§ **Brief**: Every line of the entries below that carries the string "await" should be copied.

Stored items
────
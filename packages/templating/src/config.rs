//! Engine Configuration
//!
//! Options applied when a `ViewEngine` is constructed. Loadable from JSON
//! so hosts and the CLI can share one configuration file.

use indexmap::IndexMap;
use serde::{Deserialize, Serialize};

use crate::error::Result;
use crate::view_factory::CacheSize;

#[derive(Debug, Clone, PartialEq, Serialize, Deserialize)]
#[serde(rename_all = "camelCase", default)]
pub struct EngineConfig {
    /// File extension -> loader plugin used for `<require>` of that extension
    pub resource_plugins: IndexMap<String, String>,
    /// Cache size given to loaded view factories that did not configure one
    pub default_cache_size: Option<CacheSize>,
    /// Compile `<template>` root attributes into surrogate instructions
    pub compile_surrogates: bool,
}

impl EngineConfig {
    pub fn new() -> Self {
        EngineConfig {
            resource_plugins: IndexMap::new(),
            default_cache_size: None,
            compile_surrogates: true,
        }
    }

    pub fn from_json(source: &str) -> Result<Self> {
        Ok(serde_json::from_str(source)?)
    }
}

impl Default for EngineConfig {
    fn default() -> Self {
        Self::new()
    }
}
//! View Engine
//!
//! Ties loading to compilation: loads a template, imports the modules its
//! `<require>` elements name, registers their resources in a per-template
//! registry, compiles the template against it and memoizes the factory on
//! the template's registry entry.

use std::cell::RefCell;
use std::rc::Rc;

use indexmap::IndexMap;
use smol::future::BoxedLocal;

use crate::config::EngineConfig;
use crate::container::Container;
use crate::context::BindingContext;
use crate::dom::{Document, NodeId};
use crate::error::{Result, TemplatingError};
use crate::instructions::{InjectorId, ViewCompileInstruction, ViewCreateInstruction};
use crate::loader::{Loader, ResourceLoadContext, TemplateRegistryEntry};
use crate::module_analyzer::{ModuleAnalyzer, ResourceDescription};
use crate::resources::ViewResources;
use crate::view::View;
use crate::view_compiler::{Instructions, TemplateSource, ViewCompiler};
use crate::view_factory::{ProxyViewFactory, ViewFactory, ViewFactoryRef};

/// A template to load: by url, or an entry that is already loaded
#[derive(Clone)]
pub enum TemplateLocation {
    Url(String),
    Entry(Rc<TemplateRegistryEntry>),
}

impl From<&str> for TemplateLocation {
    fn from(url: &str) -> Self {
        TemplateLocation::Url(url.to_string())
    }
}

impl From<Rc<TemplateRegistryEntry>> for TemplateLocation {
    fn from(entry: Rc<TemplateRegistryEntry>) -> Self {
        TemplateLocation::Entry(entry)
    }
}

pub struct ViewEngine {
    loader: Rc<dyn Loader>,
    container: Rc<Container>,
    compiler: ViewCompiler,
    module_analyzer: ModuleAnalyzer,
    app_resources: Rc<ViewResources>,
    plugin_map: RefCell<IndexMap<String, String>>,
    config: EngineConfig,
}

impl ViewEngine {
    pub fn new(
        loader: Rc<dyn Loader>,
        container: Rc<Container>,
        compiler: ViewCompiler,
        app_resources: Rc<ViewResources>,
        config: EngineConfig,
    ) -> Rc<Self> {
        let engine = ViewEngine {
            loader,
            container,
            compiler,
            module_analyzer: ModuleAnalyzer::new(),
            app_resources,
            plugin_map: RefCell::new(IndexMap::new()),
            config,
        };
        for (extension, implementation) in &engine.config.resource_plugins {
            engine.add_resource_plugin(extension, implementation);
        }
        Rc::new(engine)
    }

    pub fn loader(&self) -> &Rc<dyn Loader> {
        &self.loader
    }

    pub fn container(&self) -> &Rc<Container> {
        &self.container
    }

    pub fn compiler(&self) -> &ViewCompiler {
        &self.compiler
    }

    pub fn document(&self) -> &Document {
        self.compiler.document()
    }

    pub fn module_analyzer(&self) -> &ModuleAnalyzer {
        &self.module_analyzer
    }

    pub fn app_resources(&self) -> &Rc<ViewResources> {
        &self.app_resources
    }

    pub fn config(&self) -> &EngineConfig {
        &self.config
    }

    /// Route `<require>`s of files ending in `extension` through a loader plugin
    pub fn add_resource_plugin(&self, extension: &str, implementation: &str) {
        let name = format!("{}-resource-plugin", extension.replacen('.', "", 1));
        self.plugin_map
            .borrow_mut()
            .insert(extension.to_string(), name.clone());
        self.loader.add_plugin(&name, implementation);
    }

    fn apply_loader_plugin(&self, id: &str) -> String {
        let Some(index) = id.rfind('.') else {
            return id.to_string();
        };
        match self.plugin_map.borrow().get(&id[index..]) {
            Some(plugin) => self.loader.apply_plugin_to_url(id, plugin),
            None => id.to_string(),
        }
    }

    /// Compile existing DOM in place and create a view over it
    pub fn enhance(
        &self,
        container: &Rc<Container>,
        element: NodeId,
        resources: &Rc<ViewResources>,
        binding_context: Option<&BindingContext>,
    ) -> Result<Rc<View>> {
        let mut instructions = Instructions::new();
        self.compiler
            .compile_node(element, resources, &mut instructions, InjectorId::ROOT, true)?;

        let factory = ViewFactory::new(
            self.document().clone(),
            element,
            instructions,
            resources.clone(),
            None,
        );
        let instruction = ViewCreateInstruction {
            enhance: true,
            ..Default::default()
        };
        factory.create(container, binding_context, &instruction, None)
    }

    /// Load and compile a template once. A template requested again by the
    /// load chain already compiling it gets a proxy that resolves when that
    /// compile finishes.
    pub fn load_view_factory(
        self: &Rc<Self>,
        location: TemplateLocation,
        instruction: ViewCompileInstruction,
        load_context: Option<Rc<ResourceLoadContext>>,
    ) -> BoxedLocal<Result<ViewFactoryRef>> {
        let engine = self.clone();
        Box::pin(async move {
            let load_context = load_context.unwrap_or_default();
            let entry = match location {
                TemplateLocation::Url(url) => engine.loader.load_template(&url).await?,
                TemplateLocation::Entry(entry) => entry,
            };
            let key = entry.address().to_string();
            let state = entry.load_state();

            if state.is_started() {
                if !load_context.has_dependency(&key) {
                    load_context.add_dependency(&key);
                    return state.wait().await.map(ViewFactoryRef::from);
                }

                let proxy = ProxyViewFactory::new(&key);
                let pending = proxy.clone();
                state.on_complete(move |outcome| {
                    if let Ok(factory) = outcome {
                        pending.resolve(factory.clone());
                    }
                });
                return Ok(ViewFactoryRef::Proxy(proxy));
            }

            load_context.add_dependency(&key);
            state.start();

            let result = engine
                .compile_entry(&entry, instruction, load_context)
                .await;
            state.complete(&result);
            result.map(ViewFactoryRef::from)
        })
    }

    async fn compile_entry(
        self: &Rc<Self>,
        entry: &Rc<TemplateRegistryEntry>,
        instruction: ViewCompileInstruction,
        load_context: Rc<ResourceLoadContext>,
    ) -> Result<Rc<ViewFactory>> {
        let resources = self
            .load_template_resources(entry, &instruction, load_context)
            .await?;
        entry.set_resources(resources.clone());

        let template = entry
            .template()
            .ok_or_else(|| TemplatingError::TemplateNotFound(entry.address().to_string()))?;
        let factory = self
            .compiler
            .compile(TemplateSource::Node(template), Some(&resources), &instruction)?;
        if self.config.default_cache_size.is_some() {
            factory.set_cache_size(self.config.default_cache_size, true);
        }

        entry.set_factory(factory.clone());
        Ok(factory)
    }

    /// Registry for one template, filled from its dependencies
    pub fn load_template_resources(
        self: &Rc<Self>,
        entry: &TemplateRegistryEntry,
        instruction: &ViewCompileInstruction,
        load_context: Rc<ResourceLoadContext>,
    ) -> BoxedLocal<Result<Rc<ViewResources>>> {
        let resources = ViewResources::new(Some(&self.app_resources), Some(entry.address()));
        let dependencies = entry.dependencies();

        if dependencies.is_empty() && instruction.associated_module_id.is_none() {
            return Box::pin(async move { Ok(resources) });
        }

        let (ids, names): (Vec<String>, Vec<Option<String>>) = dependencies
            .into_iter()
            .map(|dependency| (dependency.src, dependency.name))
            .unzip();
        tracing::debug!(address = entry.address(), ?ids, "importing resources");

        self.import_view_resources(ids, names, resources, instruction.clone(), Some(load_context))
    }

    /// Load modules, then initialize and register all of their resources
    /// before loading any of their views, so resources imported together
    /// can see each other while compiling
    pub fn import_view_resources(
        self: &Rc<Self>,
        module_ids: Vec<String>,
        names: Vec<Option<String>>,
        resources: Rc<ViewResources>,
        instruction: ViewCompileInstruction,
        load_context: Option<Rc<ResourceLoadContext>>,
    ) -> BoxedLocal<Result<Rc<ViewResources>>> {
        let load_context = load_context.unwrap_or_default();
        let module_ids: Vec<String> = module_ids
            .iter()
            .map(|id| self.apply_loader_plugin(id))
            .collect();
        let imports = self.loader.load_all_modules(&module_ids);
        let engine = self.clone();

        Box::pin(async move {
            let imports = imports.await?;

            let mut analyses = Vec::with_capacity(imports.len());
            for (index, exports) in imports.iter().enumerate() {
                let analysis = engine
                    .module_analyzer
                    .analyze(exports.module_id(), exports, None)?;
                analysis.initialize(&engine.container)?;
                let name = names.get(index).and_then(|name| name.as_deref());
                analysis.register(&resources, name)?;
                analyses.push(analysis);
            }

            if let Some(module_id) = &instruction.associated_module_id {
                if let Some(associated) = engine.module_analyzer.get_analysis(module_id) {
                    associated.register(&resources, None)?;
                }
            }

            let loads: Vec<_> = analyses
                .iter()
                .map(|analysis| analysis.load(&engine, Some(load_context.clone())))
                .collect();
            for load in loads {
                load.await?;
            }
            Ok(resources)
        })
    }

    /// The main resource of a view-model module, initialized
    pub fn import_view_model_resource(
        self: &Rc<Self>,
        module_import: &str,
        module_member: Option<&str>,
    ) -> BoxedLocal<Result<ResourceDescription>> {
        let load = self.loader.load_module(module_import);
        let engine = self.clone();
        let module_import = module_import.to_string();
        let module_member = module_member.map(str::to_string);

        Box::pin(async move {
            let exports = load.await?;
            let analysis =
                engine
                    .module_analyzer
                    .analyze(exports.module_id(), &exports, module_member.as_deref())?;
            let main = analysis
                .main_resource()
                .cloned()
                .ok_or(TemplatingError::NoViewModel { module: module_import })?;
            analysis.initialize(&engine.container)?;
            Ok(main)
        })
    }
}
────
§ **Result of the task**:
                TemplateLocation::Url(url) => engine.loader.load_template(&url).await?,
                    return state.wait().await.map(ViewFactoryRef::from);
                .await;
            .await?;
            let imports = imports.await?;
                load.await?;
            let exports = load.await?;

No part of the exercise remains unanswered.